▶ WHAT IS EXPECTED
Each record below should be set down exactly.

▶ PROVIDED DATA
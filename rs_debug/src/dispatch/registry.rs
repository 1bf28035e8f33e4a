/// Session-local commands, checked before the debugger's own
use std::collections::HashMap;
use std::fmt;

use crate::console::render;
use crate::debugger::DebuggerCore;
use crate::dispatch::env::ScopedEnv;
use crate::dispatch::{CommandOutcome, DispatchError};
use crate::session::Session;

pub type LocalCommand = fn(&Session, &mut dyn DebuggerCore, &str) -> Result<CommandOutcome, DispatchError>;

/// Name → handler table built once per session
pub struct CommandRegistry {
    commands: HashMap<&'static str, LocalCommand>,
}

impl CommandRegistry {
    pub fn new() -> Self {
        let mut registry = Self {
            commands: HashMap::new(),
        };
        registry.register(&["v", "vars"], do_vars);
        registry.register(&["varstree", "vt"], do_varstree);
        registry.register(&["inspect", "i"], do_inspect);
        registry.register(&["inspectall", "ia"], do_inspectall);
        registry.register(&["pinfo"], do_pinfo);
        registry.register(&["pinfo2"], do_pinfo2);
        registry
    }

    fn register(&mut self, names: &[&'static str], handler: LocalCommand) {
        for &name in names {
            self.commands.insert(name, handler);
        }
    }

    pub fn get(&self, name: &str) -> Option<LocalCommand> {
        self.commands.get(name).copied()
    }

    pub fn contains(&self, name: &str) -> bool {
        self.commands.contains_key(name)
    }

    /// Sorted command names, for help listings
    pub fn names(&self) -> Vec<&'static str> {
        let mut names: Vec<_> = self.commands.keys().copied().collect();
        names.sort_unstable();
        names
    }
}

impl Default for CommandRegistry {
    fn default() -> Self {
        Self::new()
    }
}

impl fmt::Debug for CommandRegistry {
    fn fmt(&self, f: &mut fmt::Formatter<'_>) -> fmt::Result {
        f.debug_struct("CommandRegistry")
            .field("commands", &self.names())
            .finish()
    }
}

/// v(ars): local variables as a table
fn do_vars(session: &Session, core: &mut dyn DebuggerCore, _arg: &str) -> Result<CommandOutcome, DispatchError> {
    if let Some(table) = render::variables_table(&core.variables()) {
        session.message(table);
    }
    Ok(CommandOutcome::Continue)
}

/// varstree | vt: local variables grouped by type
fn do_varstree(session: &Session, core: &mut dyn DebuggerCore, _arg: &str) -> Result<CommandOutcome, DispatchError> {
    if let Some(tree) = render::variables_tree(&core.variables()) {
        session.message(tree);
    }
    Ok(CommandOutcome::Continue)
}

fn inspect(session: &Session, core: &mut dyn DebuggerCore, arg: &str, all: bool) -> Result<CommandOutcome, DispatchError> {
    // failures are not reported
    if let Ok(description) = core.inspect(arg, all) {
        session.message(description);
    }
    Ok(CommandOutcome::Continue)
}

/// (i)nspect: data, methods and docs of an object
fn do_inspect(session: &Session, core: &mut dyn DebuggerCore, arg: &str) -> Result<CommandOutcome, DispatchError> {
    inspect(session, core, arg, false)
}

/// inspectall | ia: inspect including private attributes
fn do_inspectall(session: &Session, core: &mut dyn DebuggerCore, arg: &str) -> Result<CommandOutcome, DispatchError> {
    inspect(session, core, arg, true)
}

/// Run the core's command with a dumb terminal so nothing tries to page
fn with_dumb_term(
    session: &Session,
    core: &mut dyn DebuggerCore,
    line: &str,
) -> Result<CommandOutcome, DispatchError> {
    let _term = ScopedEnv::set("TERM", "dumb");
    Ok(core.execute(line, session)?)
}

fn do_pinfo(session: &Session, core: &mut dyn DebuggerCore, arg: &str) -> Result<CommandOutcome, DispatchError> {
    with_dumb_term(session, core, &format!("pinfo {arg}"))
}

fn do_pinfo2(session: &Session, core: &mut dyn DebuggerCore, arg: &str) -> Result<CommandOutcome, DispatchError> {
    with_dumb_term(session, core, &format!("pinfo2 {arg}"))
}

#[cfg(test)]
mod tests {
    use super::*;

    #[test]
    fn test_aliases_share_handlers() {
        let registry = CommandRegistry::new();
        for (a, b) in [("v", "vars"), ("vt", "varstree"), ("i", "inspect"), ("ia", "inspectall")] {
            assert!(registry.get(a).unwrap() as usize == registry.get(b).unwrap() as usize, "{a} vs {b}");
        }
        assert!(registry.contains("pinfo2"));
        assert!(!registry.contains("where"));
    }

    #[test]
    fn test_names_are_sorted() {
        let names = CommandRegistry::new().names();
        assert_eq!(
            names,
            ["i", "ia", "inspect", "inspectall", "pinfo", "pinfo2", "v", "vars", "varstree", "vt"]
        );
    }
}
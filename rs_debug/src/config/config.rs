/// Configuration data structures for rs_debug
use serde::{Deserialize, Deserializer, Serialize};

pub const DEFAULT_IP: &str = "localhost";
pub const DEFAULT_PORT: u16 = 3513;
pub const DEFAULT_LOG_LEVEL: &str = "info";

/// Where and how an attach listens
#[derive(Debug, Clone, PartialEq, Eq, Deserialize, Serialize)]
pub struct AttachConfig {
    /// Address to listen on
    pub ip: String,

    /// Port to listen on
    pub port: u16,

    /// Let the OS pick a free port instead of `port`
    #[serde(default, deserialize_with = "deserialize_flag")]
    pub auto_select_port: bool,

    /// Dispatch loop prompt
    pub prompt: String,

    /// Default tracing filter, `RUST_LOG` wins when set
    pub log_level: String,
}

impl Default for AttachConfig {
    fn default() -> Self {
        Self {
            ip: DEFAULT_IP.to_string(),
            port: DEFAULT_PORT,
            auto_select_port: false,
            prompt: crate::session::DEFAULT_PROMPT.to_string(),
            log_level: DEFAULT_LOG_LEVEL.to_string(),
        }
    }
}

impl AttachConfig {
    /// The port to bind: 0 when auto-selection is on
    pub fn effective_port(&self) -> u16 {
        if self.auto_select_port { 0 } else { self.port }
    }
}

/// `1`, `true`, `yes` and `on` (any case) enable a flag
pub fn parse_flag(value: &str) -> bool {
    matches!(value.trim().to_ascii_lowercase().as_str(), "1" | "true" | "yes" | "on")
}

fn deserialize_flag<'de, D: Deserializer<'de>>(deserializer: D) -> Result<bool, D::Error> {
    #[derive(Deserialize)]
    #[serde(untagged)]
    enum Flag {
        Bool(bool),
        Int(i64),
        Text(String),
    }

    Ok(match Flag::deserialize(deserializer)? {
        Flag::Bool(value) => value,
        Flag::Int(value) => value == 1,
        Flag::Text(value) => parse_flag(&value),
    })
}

▶ REPLY TO THE EXERCISE
filename rs_debug/src/dispatch/registry.rs
repository 1bf28035e8f33e4a
/// Session-local commands, checked before the debugger's own
use std::collections::HashMap;
use std::fmt;

use crate::console::render;
use crate::debugger::DebuggerCore;
use crate::dispatch::env::ScopedEnv;
use crate::dispatch::{CommandOutcome, DispatchError};
use crate::session::Session;

pub type LocalCommand = fn(&Session, &mut dyn DebuggerCore, &str) -> Result<CommandOutcome, DispatchError>;

/// Name → handler table built once per session
pub struct CommandRegistry {
    commands: HashMap<&'static str, LocalCommand>,
}

impl CommandRegistry {
    pub fn new() -> Self {
        let mut registry = Self {
            commands: HashMap::new(),
        };
        registry.register(&["v", "vars"], do_vars);
        registry.register(&["varstree", "vt"], do_varstree);
        registry.register(&["inspect", "i"], do_inspect);
        registry.register(&["inspectall", "ia"], do_inspectall);
        registry.register(&["pinfo"], do_pinfo);
        registry.register(&["pinfo2"], do_pinfo2);
        registry
    }

    fn register(&mut self, names: &[&'static str], handler: LocalCommand) {
        for &name in names {
            self.commands.insert(name, handler);
        }
    }

    pub fn get(&self, name: &str) -> Option<LocalCommand> {
        self.commands.get(name).copied()
    }

    pub fn contains(&self, name: &str) -> bool {
        self.commands.contains_key(name)
    }

    /// Sorted command names, for help listings
    pub fn names(&self) -> Vec<&'static str> {
        let mut names: Vec<_> = self.commands.keys().copied().collect();
        names.sort_unstable();
        names
    }
}

impl Default for CommandRegistry {
    fn default() -> Self {
        Self::new()
    }
}

impl fmt::Debug for CommandRegistry {
    fn fmt(&self, f: &mut fmt::Formatter<'_>) -> fmt::Result {
        f.debug_struct("CommandRegistry")
            .field("commands", &self.names())
            .finish()
    }
}

/// v(ars): local variables as a table
fn do_vars(session: &Session, core: &mut dyn DebuggerCore, _arg: &str) -> Result<CommandOutcome, DispatchError> {
    if let Some(table) = render::variables_table(&core.variables()) {
        session.message(table);
    }
    Ok(CommandOutcome::Continue)
}

/// varstree | vt: local variables grouped by type
fn do_varstree(session: &Session, core: &mut dyn DebuggerCore, _arg: &str) -> Result<CommandOutcome, DispatchError> {
    if let Some(tree) = render::variables_tree(&core.variables()) {
        session.message(tree);
    }
    Ok(CommandOutcome::Continue)
}

fn inspect(session: &Session, core: &mut dyn DebuggerCore, arg: &str, all: bool) -> Result<CommandOutcome, DispatchError> {
    // failures are not reported
    if let Ok(description) = core.inspect(arg, all) {
        session.message(description);
    }
    Ok(CommandOutcome::Continue)
}

/// (i)nspect: data, methods and docs of an object
fn do_inspect(session: &Session, core: &mut dyn DebuggerCore, arg: &str) -> Result<CommandOutcome, DispatchError> {
    inspect(session, core, arg, false)
}

/// inspectall | ia: inspect including private attributes
fn do_inspectall(session: &Session, core: &mut dyn DebuggerCore, arg: &str) -> Result<CommandOutcome, DispatchError> {
    inspect(session, core, arg, true)
}

/// Run the core's command with a dumb terminal so nothing tries to page
fn with_dumb_term(
    session: &Session,
    core: &mut dyn DebuggerCore,
    line: &str,
) -> Result<CommandOutcome, DispatchError> {
    let _term = ScopedEnv::set("TERM", "dumb");
    Ok(core.execute(line, session)?)
}

fn do_pinfo(session: &Session, core: &mut dyn DebuggerCore, arg: &str) -> Result<CommandOutcome, DispatchError> {
    with_dumb_term(session, core, &format!("pinfo {arg}"))
}

fn do_pinfo2(session: &Session, core: &mut dyn DebuggerCore, arg: &str) -> Result<CommandOutcome, DispatchError> {
    with_dumb_term(session, core, &format!("pinfo2 {arg}"))
}

#[cfg(test)]
mod tests {
    use super::*;

    #[test]
    fn test_aliases_share_handlers() {
        let registry = CommandRegistry::new();
        for (a, b) in [("v", "vars"), ("vt", "varstree"), ("i", "inspect"), ("ia", "inspectall")] {
            assert!(registry.get(a).unwrap() as usize == registry.get(b).unwrap() as usize, "{a} vs {b}");
        }
        assert!(registry.contains("pinfo2"));
        assert!(!registry.contains("where"));
    }

    #[test]
    fn test_names_are_sorted() {
        let names = CommandRegistry::new().names();
        assert_eq!(
            names,
            ["i", "ia", "inspect", "inspectall", "pinfo", "pinfo2", "v", "vars", "varstree", "vt"]
        );
    }
}
filename rs_debug/src/config/config.rs
/// Configuration data structures for rs_debug
use serde::{Deserialize, Deserializer, Serialize};

pub const DEFAULT_IP: &str = "localhost";
pub const DEFAULT_PORT: u16 = 3513;
pub const DEFAULT_LOG_LEVEL: &str = "info";

/// Where and how an attach listens
#[derive(Debug, Clone, PartialEq, Eq, Deserialize, Serialize)]
pub struct AttachConfig {
    /// Address to listen on
    pub ip: String,

    /// Port to listen on
    pub port: u16,

    /// Let the OS pick a free port instead of `port`
    #[serde(default, deserialize_with = "deserialize_flag")]
    pub auto_select_port: bool,

    /// Dispatch loop prompt
    pub prompt: String,

    /// Default tracing filter, `RUST_LOG` wins when set
    pub log_level: String,
}

impl Default for AttachConfig {
    fn default() -> Self {
        Self {
            ip: DEFAULT_IP.to_string(),
            port: DEFAULT_PORT,
            auto_select_port: false,
            prompt: crate::session::DEFAULT_PROMPT.to_string(),
            log_level: DEFAULT_LOG_LEVEL.to_string(),
        }
    }
}

impl AttachConfig {
    /// The port to bind: 0 when auto-selection is on
    pub fn effective_port(&self) -> u16 {
        if self.auto_select_port { 0 } else { self.port }
    }
}

/// `1`, `true`, `yes` and `on` (any case) enable a flag
pub fn parse_flag(value: &str) -> bool {
    matches!(value.trim().to_ascii_lowercase().as_str(), "1" | "true" | "yes" | "on")
}

fn deserialize_flag<'de, D: Deserializer<'de>>(deserializer: D) -> Result<bool, D::Error> {
    #[derive(Deserialize)]
    #[serde(untagged)]
    enum Flag {
        Bool(bool),
        Int(i64),
        Text(String),
    }

    Ok(match Flag::deserialize(deserializer)? {
        Flag::Bool(value) => value,
        Flag::Int(value) => value == 1,
        Flag::Text(value) => parse_flag(&value),
    })
}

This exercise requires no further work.